En cuanto al segundo de los asuntos citados, si hubiera que someter el alma colectiva rusa a su peso en la balanza de Osiris, Gogol pondría en el plato benigno costumbres tan nobles como la hospitalidad (deber sagrado entre sus paisanos), la sobriedad de las maneras, la generosidad (en Rusia, “los espíritus antes tienden a la prodigalidad que a la avaricia”) y la resistencia a la adversidad (“el ruso tiene agallas para todo, y puede soportar todos los climas”). En cuanto a los vicios y defectos, cabe destacar la obsecuencia (un ruso prefiere saludar a una persona de estatus social superior a disfrutar de la amistad de sus iguales, afirma el autor), el carácter acomodaticio (“la afición a la comodidad que es característica de los rusos”), el hablar grosero, el exceso de orgullo (“un buen ruso no gusta de confesar su culpa ante extraños), la falta de perspicacia (tal vez por confiado), la sumisión al mando (más por pereza intelectual que por ausencia de ánimo) y las golfas tendencias a hablar groseramente y beber en exceso, considerada esta última como herencia pagana.
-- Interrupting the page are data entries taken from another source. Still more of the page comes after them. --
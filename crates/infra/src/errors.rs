//! Conversions from external infrastructure errors into domain errors.

use meetings_domain::MeetingsError;
use reqwest::Error as HttpError;

/// Error newtype that keeps conversions on the infrastructure side and can
/// be converted back into the domain error.
#[derive(Debug)]
pub struct InfraError(pub MeetingsError);

impl From<InfraError> for MeetingsError {
    fn from(value: InfraError) -> Self {
        value.0
    }
}

impl From<MeetingsError> for InfraError {
    fn from(value: MeetingsError) -> Self {
        InfraError(value)
    }
}

impl From<HttpError> for InfraError {
    fn from(value: HttpError) -> Self {
        let message = if value.is_timeout() {
            "request timed out".to_string()
        } else if value.is_connect() {
            format!("connection failed: {value}")
        } else if value.is_decode() {
            return InfraError(MeetingsError::InvalidInput(format!(
                "failed to decode provider response: {value}"
            )));
        } else {
            value.to_string()
        };
        InfraError(MeetingsError::Network(message))
    }
}
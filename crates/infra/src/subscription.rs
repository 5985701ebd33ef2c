//! Managed push subscription
//!
//! Keeps one provider push channel alive for a single (user, calendar)
//! pair. Channels expire on a provider-chosen schedule, so a renewal task
//! recreates the channel at expiration while the output stream identity is
//! preserved; callers never re-subscribe. A periodic safety tick issues a
//! self-directed sync push so staleness stays bounded even when upstream
//! pushes are lost.
//!
//! All state lives behind one lock and every transition out of `Running`
//! cancels the renewal and safety tasks of the current channel generation.

use std::sync::{Arc, Weak};
use std::time::Duration;

use chrono::{DateTime, Utc};
use meetings_core::{CalendarApi, EventDelta, WatchedChannel};
use meetings_domain::{
    EventSnapshot, MeetingsError, PushNotice, Result, SubscriptionConfig,
};
use tokio::sync::{mpsc, Mutex};
use tokio::time::timeout;
use tokio_util::sync::CancellationToken;
use tracing::{debug, error, info, warn};
use uuid::Uuid;

#[derive(Debug, Clone, Copy, PartialEq, Eq)]
enum Phase {
    Idle,
    Running,
    Stopping,
}

struct ChannelState {
    channel_id: String,
    resource_id: String,
}

struct SubState {
    phase: Phase,
    channel: Option<ChannelState>,
    sync_token: Option<String>,
    output: Option<mpsc::Sender<EventSnapshot>>,
    /// Cancels the renewal and safety tasks of the current generation.
    tasks: CancellationToken,
}

/// One managed provider push channel with an event snapshot output stream.
pub struct ManagedSubscription {
    api: Arc<dyn CalendarApi>,
    access_token: String,
    calendar: String,
    /// Receive endpoint the provider posts to; embeds the fan-out key.
    address: String,
    config: SubscriptionConfig,
    state: Mutex<SubState>,
    /// Handed to the renewal and safety tasks; a dropped subscription stops
    /// spawning work.
    weak_self: Weak<Self>,
}

impl ManagedSubscription {
    pub fn new(
        api: Arc<dyn CalendarApi>,
        access_token: impl Into<String>,
        calendar: impl Into<String>,
        address: impl Into<String>,
        config: SubscriptionConfig,
    ) -> Arc<Self> {
        Arc::new_cyclic(|weak_self| Self {
            api,
            access_token: access_token.into(),
            calendar: calendar.into(),
            address: address.into(),
            config,
            state: Mutex::new(SubState {
                phase: Phase::Idle,
                channel: None,
                sync_token: None,
                output: None,
                tasks: CancellationToken::new(),
            }),
            weak_self: weak_self.clone(),
        })
    }

    /// Obtain a provider channel and return the event output stream.
    ///
    /// Fails with `SubscribeFailed` when the provider rejects the request
    /// or the subscription is already running.
    pub async fn start(&self) -> Result<mpsc::Receiver<EventSnapshot>> {
        let mut state = self.state.lock().await;
        if state.phase != Phase::Idle {
            return Err(MeetingsError::SubscribeFailed(
                "subscription already running".into(),
            ));
        }

        let channel = self.create_channel().await?;
        info!(
            channel_id = %channel.channel_id,
            expires = %channel.expiration,
            url = %self.address,
            "started push channel"
        );

        let (tx, rx) = mpsc::channel(self.config.stream_capacity);
        let tasks = CancellationToken::new();

        state.phase = Phase::Running;
        state.channel = Some(ChannelState {
            channel_id: channel.channel_id,
            resource_id: channel.resource_id,
        });
        state.sync_token = None;
        state.output = Some(tx);
        state.tasks = tasks.clone();
        drop(state);

        self.spawn_renewal(channel.expiration, tasks.clone());
        self.spawn_safety_tick(tasks);

        Ok(rx)
    }

    /// Cancel renewal, request provider teardown, close the output stream.
    ///
    /// Provider teardown failures are logged; only a second call errors,
    /// with `AlreadyStopped`.
    pub async fn stop(&self) -> Result<()> {
        let mut state = self.state.lock().await;
        if state.phase != Phase::Running {
            return Err(MeetingsError::AlreadyStopped);
        }

        state.phase = Phase::Stopping;
        state.tasks.cancel();

        if let Some(channel) = state.channel.take() {
            match self.stop_provider_channel(&channel).await {
                Ok(()) => info!(channel_id = %channel.channel_id, "stopped push channel"),
                Err(e) => warn!(
                    channel_id = %channel.channel_id,
                    error = %e,
                    "provider teardown failed"
                ),
            }
        }

        state.output = None;
        state.sync_token = None;
        state.phase = Phase::Idle;
        Ok(())
    }

    pub async fn is_running(&self) -> bool {
        self.state.lock().await.phase == Phase::Running
    }

    /// Apply one push notice: reject strays, honor sync resets, then pull
    /// the delta and emit the resulting snapshots on the output stream.
    ///
    /// Delta failures are swallowed after logging; the stored token is kept
    /// so the next push or safety tick retries.
    pub async fn handle_push(&self, notice: PushNotice) -> Result<()> {
        let mut state = self.state.lock().await;
        if state.phase != Phase::Running {
            return Err(MeetingsError::Internal(
                "push received while subscription is stopped".into(),
            ));
        }

        let owns_channel = state
            .channel
            .as_ref()
            .is_some_and(|c| c.channel_id == notice.channel_id);
        if !owns_channel {
            drop(state);
            self.close_stray_channel(&notice).await;
            return Ok(());
        }

        if notice.is_sync() {
            state.sync_token = None;
        }

        let until = Utc::now() + self.config.lookahead();
        let delta = match self.fetch(until, state.sync_token.as_deref()).await {
            Ok(delta) => delta,
            Err(MeetingsError::TokenExpired) => {
                warn!(calendar = %self.calendar, "sync token expired, refetching full range");
                state.sync_token = None;
                match self.fetch(until, None).await {
                    Ok(delta) => delta,
                    Err(e) => {
                        warn!(error = %e, "unable to retrieve events delta");
                        return Ok(());
                    }
                }
            }
            Err(e) => {
                warn!(error = %e, "unable to retrieve events delta");
                return Ok(());
            }
        };

        if let Some(token) = delta.next_sync_token {
            state.sync_token = Some(token);
        } else {
            debug!("provider returned no sync token, keeping the current one");
        }

        let Some(output) = state.output.clone() else {
            return Ok(());
        };
        for event in delta.events {
            if output.send(event).await.is_err() {
                warn!("event stream consumer went away mid-delta");
                break;
            }
        }
        Ok(())
    }

    async fn create_channel(&self) -> Result<WatchedChannel> {
        let channel_id = Uuid::new_v4().to_string();
        let watch = timeout(
            self.config.provider_timeout(),
            self.api
                .watch(&self.access_token, &self.calendar, &channel_id, &self.address),
        )
        .await
        .map_err(|_| MeetingsError::SubscribeFailed("provider watch timed out".into()))?
        .map_err(|e| MeetingsError::SubscribeFailed(e.to_string()))?;
        Ok(watch)
    }

    async fn stop_provider_channel(&self, channel: &ChannelState) -> Result<()> {
        timeout(
            self.config.provider_timeout(),
            self.api
                .stop_channel(&self.access_token, &channel.channel_id, &channel.resource_id),
        )
        .await
        .map_err(|_| MeetingsError::Network("provider stop timed out".into()))?
    }

    /// A push whose channel id is not ours belongs to a previous
    /// incarnation; ask the provider to stop it, then drop the notice.
    async fn close_stray_channel(&self, notice: &PushNotice) {
        warn!(channel = %notice.channel_id, "push from a channel we do not own");
        let stop = timeout(
            self.config.provider_timeout(),
            self.api
                .stop_channel(&self.access_token, &notice.channel_id, &notice.resource_id),
        )
        .await;
        match stop {
            Ok(Ok(())) => info!(channel = %notice.channel_id, "closed lingering channel"),
            Ok(Err(e)) => warn!(channel = %notice.channel_id, error = %e, "could not close lingering channel"),
            Err(_) => warn!(channel = %notice.channel_id, "timed out closing lingering channel"),
        }
    }

    async fn fetch(&self, until: DateTime<Utc>, sync_token: Option<&str>) -> Result<EventDelta> {
        timeout(
            self.config.provider_timeout(),
            self.api
                .fetch_delta(&self.access_token, &self.calendar, until, sync_token),
        )
        .await
        .map_err(|_| MeetingsError::Network("delta fetch timed out".into()))?
    }

    /// Recreate the channel at expiration, keeping the output stream.
    fn spawn_renewal(&self, first_expiration: DateTime<Utc>, cancel: CancellationToken) {
        let Some(sub) = self.weak_self.upgrade() else {
            return;
        };
        tokio::spawn(async move {
            let mut expiration = first_expiration;
            loop {
                let wait = (expiration - Utc::now()).to_std().unwrap_or(Duration::ZERO);
                tokio::select! {
                    _ = cancel.cancelled() => {
                        debug!("renewal task cancelled");
                        return;
                    }
                    _ = tokio::time::sleep(wait) => {}
                }
                match sub.renew().await {
                    Ok(next_expiration) => expiration = next_expiration,
                    Err(e) => {
                        error!(error = %e, "channel renewal failed, closing subscription");
                        sub.fail().await;
                        return;
                    }
                }
            }
        });
    }

    async fn renew(&self) -> Result<DateTime<Utc>> {
        let mut state = self.state.lock().await;
        if state.phase != Phase::Running {
            return Err(MeetingsError::AlreadyStopped);
        }

        if let Some(old) = state.channel.take() {
            if let Err(e) = self.stop_provider_channel(&old).await {
                warn!(
                    channel_id = %old.channel_id,
                    error = %e,
                    "could not stop expiring channel"
                );
            }
        }

        let channel = self.create_channel().await?;
        info!(
            channel_id = %channel.channel_id,
            expires = %channel.expiration,
            "renewed push channel"
        );
        let expiration = channel.expiration;
        state.channel = Some(ChannelState {
            channel_id: channel.channel_id,
            resource_id: channel.resource_id,
        });
        Ok(expiration)
    }

    /// Renewal failure: the stream closes, which the hub treats as fatal.
    async fn fail(&self) {
        let mut state = self.state.lock().await;
        state.tasks.cancel();
        state.phase = Phase::Idle;
        state.channel = None;
        state.sync_token = None;
        state.output = None;
    }

    /// Self-directed sync push against the current channel; forces a full
    /// refresh even when no upstream pushes arrive.
    fn spawn_safety_tick(&self, cancel: CancellationToken) {
        let Some(sub) = self.weak_self.upgrade() else {
            return;
        };
        let period = self.config.safety_sync_interval();
        tokio::spawn(async move {
            let mut ticker = tokio::time::interval(period);
            // interval fires immediately; the first refresh is the caller's
            // initial fetch, so skip it.
            ticker.tick().await;
            loop {
                tokio::select! {
                    _ = cancel.cancelled() => return,
                    _ = ticker.tick() => {}
                }

                let notice = {
                    let state = sub.state.lock().await;
                    match (&state.phase, &state.channel) {
                        (Phase::Running, Some(channel)) => PushNotice::sync_for_channel(
                            channel.channel_id.clone(),
                            channel.resource_id.clone(),
                        ),
                        _ => return,
                    }
                };
                debug!(calendar = %sub.calendar, "issuing safety sync");
                if let Err(e) = sub.handle_push(notice).await {
                    debug!(error = %e, "safety sync skipped");
                }
            }
        });
    }
}
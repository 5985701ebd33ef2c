//! Configuration structures
//!
//! Plain data carried from the loader into the components. Durations are
//! stored as integer seconds so the structs stay serde-friendly; accessor
//! methods convert to `std::time::Duration` at the call site.

use std::time::Duration;

use serde::{Deserialize, Serialize};

/// Top-level application configuration
#[derive(Debug, Clone, Default, Serialize, Deserialize)]
pub struct Config {
    #[serde(default)]
    pub server: ServerConfig,
    #[serde(default)]
    pub session: SessionConfig,
    #[serde(default)]
    pub subscription: SubscriptionConfig,
    #[serde(default)]
    pub oauth: OAuthConfig,
}

/// HTTP server settings
#[derive(Debug, Clone, Serialize, Deserialize)]
#[serde(default)]
pub struct ServerConfig {
    /// Address the listener binds to, e.g. `0.0.0.0:8080`.
    pub bind_addr: String,
    /// Public base URL the calendar provider can reach, no trailing slash.
    pub host_url: String,
    /// First path segment of the push endpoint.
    pub push_prefix: String,
    /// Optional JSON file with registered user accounts.
    pub accounts_path: Option<String>,
}

impl Default for ServerConfig {
    fn default() -> Self {
        Self {
            bind_addr: "0.0.0.0:8080".into(),
            host_url: String::new(),
            push_prefix: "push".into(),
            accounts_path: None,
        }
    }
}

/// Per-client websocket session settings
#[derive(Debug, Clone, Serialize, Deserialize)]
#[serde(default)]
pub struct SessionConfig {
    /// Interval between server pings.
    pub ping_interval_seconds: u64,
    /// Deadline applied to every socket write.
    pub write_wait_seconds: u64,
    /// How long to wait for any inbound frame before the read side times out.
    /// Pongs extend this window.
    pub pong_wait_seconds: u64,
    /// Outbound event queue bound; a full queue closes the session.
    pub queue_capacity: usize,
}

impl Default for SessionConfig {
    fn default() -> Self {
        Self {
            ping_interval_seconds: 10,
            write_wait_seconds: 20,
            pong_wait_seconds: 45,
            queue_capacity: 32,
        }
    }
}

impl SessionConfig {
    pub fn ping_interval(&self) -> Duration {
        Duration::from_secs(self.ping_interval_seconds)
    }

    pub fn write_wait(&self) -> Duration {
        Duration::from_secs(self.write_wait_seconds)
    }

    pub fn pong_wait(&self) -> Duration {
        Duration::from_secs(self.pong_wait_seconds)
    }
}

/// Managed push-channel settings
#[derive(Debug, Clone, Serialize, Deserialize)]
#[serde(default)]
pub struct SubscriptionConfig {
    /// Interval of the self-directed sync push that bounds staleness.
    pub safety_sync_interval_seconds: u64,
    /// Full-range fetches cover `[now, now + lookahead_days)`.
    pub lookahead_days: i64,
    /// Outer deadline applied to every provider call.
    pub provider_timeout_seconds: u64,
    /// Bound of the event output stream.
    pub stream_capacity: usize,
}

impl Default for SubscriptionConfig {
    fn default() -> Self {
        Self {
            safety_sync_interval_seconds: 30 * 60,
            lookahead_days: 14,
            provider_timeout_seconds: 30,
            stream_capacity: 100,
        }
    }
}

impl SubscriptionConfig {
    pub fn safety_sync_interval(&self) -> Duration {
        Duration::from_secs(self.safety_sync_interval_seconds)
    }

    pub fn provider_timeout(&self) -> Duration {
        Duration::from_secs(self.provider_timeout_seconds)
    }

    pub fn lookahead(&self) -> chrono::Duration {
        chrono::Duration::days(self.lookahead_days)
    }
}

/// OAuth client settings, consumed by the external registration flow.
/// The core only carries them.
#[derive(Debug, Clone, Serialize, Deserialize)]
#[serde(default)]
pub struct OAuthConfig {
    pub client_id: String,
    pub client_secret: String,
    pub redirect_url: String,
    pub scopes: Vec<String>,
}

impl Default for OAuthConfig {
    fn default() -> Self {
        Self {
            client_id: String::new(),
            client_secret: String::new(),
            redirect_url: String::new(),
            scopes: vec!["https://www.googleapis.com/auth/calendar.readonly".to_string()],
        }
    }
}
Más difícil de calificar, si virtud o tacha, es la impulsividad: “en los momentos críticos, un ruso decide siempre, sin cavilaciones, qué es lo que ha de hacer”.
La novela también está jalonada por numerosas pinceladas de crítica social. En algunos casos se trata de cuestiones ligadas a la Rusia de su tiempo, como el desprecio de las clases altas por la cultura autóctona; por entonces, la lengua francesa era el vehículo de comunicación en los ambientes pretendidamente refinados de la aristocracia y la burguesía acomodada (algo así como la moderna jerga inglesa del coaching, master, trainer, etc. en la liturgia empresarial de nuestros días). Pero más duras aún son las alusiones al carácter injusto de la servidumbre, que reducía al rústico a la calidad de objeto. Sin olvidar el despiadado retrato de la burocracia zarista, una de las máquinas más desarrolladas (dada el número de sus efectivos y compleja organización interna), influyentes (pues todas las actividades públicas del país estaban de algún modo intervenidas o condicionadas por el entramado administrativo), corruptas e inútiles de la historia de la humanidad. Otros apuntes adquieren un carácter universal, atemporal incluso, como aquellos que hacen referencia al provincianismo, en su doble vertiente de exhibicionismo social y connatural desconfianza hacia toda persona, idea o influencia foránea.
“Ni una novela, ni un relato. Algo completamente original”, así calificó Las almas muertas el gran Tólstoi, mientras que Gogol se empeñó en considerar su obra como “un poema épico” de intención moralizante. Llámesela como se quiera a esta obra, resulta siempre tan alegre la expresión de Gogol que la literatura parece un juego en su pluma, todo lo opuesto a una disciplina; algo fácil y espontáneo a pesar de su cuidado formal, tan exquisito que no parece existir.